▸ **Your task**
Each line in the entries below that holds the string "must" is to be listed.
(Recorded data)
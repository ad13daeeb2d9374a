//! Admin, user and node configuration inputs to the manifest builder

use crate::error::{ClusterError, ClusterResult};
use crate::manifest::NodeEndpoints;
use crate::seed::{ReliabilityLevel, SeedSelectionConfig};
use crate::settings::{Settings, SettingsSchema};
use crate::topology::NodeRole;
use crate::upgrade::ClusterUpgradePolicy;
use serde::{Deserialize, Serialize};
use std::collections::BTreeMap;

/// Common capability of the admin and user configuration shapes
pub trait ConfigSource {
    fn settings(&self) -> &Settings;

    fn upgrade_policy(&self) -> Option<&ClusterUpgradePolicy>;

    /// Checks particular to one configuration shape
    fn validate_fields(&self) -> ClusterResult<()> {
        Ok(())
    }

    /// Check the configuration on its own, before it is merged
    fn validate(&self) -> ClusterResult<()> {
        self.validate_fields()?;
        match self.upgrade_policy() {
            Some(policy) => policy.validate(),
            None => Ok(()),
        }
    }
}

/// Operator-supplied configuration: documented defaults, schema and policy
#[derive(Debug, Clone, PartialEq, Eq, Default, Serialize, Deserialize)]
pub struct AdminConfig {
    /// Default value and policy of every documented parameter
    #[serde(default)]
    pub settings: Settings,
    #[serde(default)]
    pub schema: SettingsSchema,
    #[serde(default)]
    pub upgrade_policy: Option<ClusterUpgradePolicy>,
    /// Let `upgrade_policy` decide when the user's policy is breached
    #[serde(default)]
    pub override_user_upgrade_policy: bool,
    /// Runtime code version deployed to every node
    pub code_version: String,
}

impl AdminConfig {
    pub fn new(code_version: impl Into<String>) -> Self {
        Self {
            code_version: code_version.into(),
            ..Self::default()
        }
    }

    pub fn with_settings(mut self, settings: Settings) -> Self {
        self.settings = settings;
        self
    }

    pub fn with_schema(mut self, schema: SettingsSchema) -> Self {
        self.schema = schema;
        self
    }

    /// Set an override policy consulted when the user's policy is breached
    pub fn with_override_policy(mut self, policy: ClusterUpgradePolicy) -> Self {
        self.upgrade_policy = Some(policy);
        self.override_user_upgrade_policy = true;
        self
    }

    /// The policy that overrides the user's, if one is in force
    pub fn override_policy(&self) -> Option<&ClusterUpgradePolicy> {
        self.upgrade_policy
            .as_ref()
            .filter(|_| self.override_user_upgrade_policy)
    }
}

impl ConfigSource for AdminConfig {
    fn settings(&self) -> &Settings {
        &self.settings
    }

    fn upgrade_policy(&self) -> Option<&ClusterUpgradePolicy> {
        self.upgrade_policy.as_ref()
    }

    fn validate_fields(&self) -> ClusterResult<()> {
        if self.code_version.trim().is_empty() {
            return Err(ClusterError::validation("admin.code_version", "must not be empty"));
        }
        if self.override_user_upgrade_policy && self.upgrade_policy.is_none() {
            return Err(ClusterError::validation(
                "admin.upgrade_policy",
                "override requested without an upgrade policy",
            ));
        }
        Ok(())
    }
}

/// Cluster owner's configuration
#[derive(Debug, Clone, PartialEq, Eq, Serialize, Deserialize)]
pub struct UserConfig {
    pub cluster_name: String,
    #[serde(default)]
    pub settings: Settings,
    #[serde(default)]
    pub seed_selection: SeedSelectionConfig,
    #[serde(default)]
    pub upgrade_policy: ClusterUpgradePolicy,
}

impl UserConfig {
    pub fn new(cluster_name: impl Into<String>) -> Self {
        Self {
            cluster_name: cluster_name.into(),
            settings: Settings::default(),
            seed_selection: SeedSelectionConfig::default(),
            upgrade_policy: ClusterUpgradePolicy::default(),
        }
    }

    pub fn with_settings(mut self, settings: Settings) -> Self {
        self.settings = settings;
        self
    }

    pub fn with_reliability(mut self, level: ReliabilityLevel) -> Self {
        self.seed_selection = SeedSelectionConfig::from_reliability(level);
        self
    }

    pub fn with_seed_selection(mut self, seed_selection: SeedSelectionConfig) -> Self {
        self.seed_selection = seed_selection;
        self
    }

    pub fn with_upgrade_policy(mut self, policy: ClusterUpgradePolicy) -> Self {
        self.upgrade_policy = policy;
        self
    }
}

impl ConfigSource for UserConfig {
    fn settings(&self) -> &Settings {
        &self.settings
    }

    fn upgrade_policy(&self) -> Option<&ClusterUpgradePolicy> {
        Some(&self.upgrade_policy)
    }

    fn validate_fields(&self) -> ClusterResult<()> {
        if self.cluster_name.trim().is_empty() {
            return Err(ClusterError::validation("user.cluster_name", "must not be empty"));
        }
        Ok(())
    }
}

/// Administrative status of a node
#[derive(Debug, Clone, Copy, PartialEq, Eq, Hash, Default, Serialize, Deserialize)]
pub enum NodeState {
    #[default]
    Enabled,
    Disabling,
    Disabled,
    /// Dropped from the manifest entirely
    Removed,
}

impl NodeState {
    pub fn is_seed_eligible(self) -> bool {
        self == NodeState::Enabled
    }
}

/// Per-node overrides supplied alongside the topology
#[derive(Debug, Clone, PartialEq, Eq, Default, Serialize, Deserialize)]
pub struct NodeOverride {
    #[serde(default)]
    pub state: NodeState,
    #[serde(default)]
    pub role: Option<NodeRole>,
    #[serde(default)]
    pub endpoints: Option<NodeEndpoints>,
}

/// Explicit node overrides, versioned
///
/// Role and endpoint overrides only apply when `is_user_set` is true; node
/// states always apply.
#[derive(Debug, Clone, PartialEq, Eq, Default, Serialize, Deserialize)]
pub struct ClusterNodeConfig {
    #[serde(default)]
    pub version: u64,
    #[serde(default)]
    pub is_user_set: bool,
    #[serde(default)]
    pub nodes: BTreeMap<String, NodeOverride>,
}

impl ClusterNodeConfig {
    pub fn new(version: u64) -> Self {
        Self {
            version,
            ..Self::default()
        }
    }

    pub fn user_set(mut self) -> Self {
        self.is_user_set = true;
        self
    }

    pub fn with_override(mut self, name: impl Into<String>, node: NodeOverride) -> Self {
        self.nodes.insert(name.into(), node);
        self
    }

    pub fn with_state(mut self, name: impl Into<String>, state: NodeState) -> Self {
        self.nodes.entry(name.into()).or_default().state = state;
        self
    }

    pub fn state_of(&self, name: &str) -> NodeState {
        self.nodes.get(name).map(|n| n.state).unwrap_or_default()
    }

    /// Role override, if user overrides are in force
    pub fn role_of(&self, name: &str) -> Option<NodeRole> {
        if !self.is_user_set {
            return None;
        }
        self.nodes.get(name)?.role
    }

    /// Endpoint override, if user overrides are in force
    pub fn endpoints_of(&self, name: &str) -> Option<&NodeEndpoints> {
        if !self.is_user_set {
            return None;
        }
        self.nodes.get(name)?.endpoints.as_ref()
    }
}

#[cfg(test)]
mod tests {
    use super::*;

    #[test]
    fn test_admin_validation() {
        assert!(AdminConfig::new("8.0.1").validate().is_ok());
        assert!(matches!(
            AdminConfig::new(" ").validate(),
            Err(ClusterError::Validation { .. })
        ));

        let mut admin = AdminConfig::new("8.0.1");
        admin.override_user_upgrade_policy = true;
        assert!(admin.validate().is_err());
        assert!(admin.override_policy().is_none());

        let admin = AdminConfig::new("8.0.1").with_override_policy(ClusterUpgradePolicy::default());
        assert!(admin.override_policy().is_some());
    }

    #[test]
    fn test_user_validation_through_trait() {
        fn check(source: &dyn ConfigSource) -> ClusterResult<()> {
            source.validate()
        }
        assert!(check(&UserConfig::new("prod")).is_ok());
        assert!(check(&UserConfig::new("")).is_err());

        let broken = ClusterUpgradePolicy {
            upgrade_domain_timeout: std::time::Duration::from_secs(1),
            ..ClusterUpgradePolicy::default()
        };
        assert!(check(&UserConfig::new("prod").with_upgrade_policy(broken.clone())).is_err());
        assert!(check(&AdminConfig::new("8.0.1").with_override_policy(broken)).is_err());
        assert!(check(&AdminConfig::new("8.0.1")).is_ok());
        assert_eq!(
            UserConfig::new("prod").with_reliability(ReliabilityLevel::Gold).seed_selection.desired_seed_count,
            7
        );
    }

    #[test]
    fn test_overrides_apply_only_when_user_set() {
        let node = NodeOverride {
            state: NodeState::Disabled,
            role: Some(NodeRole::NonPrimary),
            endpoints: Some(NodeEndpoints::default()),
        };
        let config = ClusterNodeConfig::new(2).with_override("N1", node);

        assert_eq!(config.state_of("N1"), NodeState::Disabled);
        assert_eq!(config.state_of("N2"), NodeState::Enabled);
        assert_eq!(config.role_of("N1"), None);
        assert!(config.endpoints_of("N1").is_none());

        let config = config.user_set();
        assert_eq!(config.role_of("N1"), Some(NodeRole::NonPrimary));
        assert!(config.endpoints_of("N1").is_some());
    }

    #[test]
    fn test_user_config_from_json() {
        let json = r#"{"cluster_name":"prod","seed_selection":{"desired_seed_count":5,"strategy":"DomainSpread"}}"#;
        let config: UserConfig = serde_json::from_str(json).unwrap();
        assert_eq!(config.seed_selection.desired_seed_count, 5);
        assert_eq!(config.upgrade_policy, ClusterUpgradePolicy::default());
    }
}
(End Recorded data)
▸ **Finished task**
            return Err(ClusterError::validation("admin.code_version", "must not be empty"));
            return Err(ClusterError::validation("user.cluster_name", "must not be empty"));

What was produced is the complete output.